Конечно же, долго Отряскин нигде не задержался: сыграли роль независимость плюс нежелание играть чужие вещи.

Кроме того, игра его была совершенно нестандартна – верный крест на попытках прописаться в подобном «Аквариуму» коллективе: там нужны обыкновенные крепкие профессионалы – сессионные музыканты. Так что Отряскин на роль приглашенного «варяга» решительно не подошел и в конце концов вернулся «к своим баранам».

Музыка «Джунглей» окончательно превратилась в разнообразнейший компот из стилей и направлений, щедро приправленных фантазией нашего лидера. С той поры смело можно было перефразировать бунтаря Маяковского: «Мы говорим: Отряскин, подразумеваем: “Джунгли”. Мы говорим: “Джунгли”, подразумеваем: Отряскин». Остальные безмолвно отдали пальму первенства дворнику Ленинградской филармонии, превратившись в послушное орудие его замыслов. Таким образом, сложилась группа, состоящая по большому счету из одного человека – явление не такое уж и редкое. Ни Тихомиров, ни Мягкоступов, ни ударник Кондрашкин особой роли в этом действе уже не играли – они имели право голоса, вносили свои предложения, старались улучшить ту или иную вещь, но их в любое время можно было заменить другими, не менее уважаемыми статистами.

Более того, «Джунгли» окончательно трансформировались в инструментальную команду. Редким пением грешил только сам лидер – правда, дальше подвывов и голосовых упражнений в стиле тирольского «голориоголо» дело не продвигалось. Посещая репетиции на правах теперь уже исключительно слушателя и раз за разом оценивая новую программу, даже я со своей природной терпимостью к экспериментам начинал теряться. Порой (на мой тогдашний взгляд) это была настоящая мешанина, совершеннейшая абракадабра, звучавшая набором случайных звуков (что только не использовали при исполнении, включая обыкновенное бревно!). Иногда изыски нашего главного героя напоминали мучения небезызвестного Керогазова из старого доброго довоенного фильма «Антон Иванович сердится» (тот, помнится, трудился над «Физиологической симфонией», привлекая в арсенал творчества молотки и стиральные доски). Так что звучали «Джунгли», честно говоря, ошарашивающе. Вносило свою лепту и традиционное качество аппаратуры. Паяльник был обязательным репетиционным атрибутом.

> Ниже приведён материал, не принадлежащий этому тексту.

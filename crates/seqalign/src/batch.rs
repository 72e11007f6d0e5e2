//! All-vs-all pairwise scores.
//!
//! Each pair is an independent call to the aligner. The parallel variants run
//! whole pairwise alignments concurrently; a single DP table is always filled
//! by one thread.

use rayon::prelude::*;

use crate::{
    pairwise::{Aligner, Mode},
    scoring::Scorer,
    AlignError,
};

/// The optimal score for every ordered pair of sequences.
///
/// Entry `[i][j]` is the score of aligning sequence `i` (first) against
/// sequence `j` (second).
///
/// # Errors
///
/// - `UnknownSymbol` if the scorer rejects a pair of residues.
/// - `ScoreOverflow` if a cell score does not fit in an `i32`.
///
/// The error for the first failing pair, in row-major order, is returned.
pub fn pairwise_scores<S, I>(aligner: &Aligner<S>, mode: Mode, sequences: &[I]) -> Result<Vec<Vec<i32>>, AlignError>
where
    S: Scorer + ?Sized,
    I: AsRef<[u8]>,
{
    sequences
        .iter()
        .map(|x| {
            sequences
                .iter()
                .map(|y| score(aligner, mode, x.as_ref(), y.as_ref()))
                .collect::<Result<Vec<_>, _>>()
        })
        .collect()
}

/// Parallel version of [`pairwise_scores`].
///
/// # Errors
///
/// See [`pairwise_scores`].
pub fn par_pairwise_scores<S, I>(
    aligner: &Aligner<S>,
    mode: Mode,
    sequences: &[I],
) -> Result<Vec<Vec<i32>>, AlignError>
where
    S: Scorer + Sync + ?Sized,
    I: AsRef<[u8]> + Sync,
{
    ftlog::debug!(
        "Computing {} {mode} scores in parallel",
        sequences.len() * sequences.len()
    );

    // Every pair is scored before any error is checked, so the error reported
    // is the first one in row-major order.
    let results = sequences
        .par_iter()
        .map(|x| {
            sequences
                .par_iter()
                .map(|y| score(aligner, mode, x.as_ref(), y.as_ref()))
                .collect::<Vec<_>>()
        })
        .collect::<Vec<_>>();

    results
        .into_iter()
        .map(|row| row.into_iter().collect::<Result<Vec<_>, _>>())
        .collect()
}

/// The score of one pair, skipping traceback for global alignment.
fn score<S: Scorer + ?Sized>(aligner: &Aligner<S>, mode: Mode, x: &[u8], y: &[u8]) -> Result<i32, AlignError> {
    match mode {
        Mode::Global => aligner.global_score(x, y),
        Mode::Local => aligner.local_table(x, y).map(|(table, [i, j])| table[i][j].0),
    }
}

Словом, многое не получалось.

Отряскин не на шутку расстраивался.

Все теперь висело только на нем, и прежде всего замыслы. Днями и ночами выдумывались новые, изобилующие импровизом композиции. Кроме того, приходилось следить за мировыми музыкальными веяниями. В каморке окончательно прописались «Кинг Кримсон» и Майлз Дэвис. Не чурался Отряскин и «Дайр Стрейтс» – Нопфлера он всегда уважал как гитариста. Безусловно, хоть как-то приблизиться по качеству звука к английским и американским музыкальным гигантам не представлялось возможным. Все это напоминало соперничество Эллочки-людоедки с поганой заокеанской миллионершей мисс Вандербильд. «Шанхайского барса» еще можно было изобразить. Но не более. Думаю, Отряскин, как всякий творец, мучился от невозможности осуществить «громадье» своих планов. Придирки к составу все более учащались. Рано или поздно должно было случиться неизбежное: хотя все в команде привыкли друг к другу, но требовались музыканты иного качества. Игорек Тихомиров соответствовал задачам, а вот дни Мягкоступова были сочтены.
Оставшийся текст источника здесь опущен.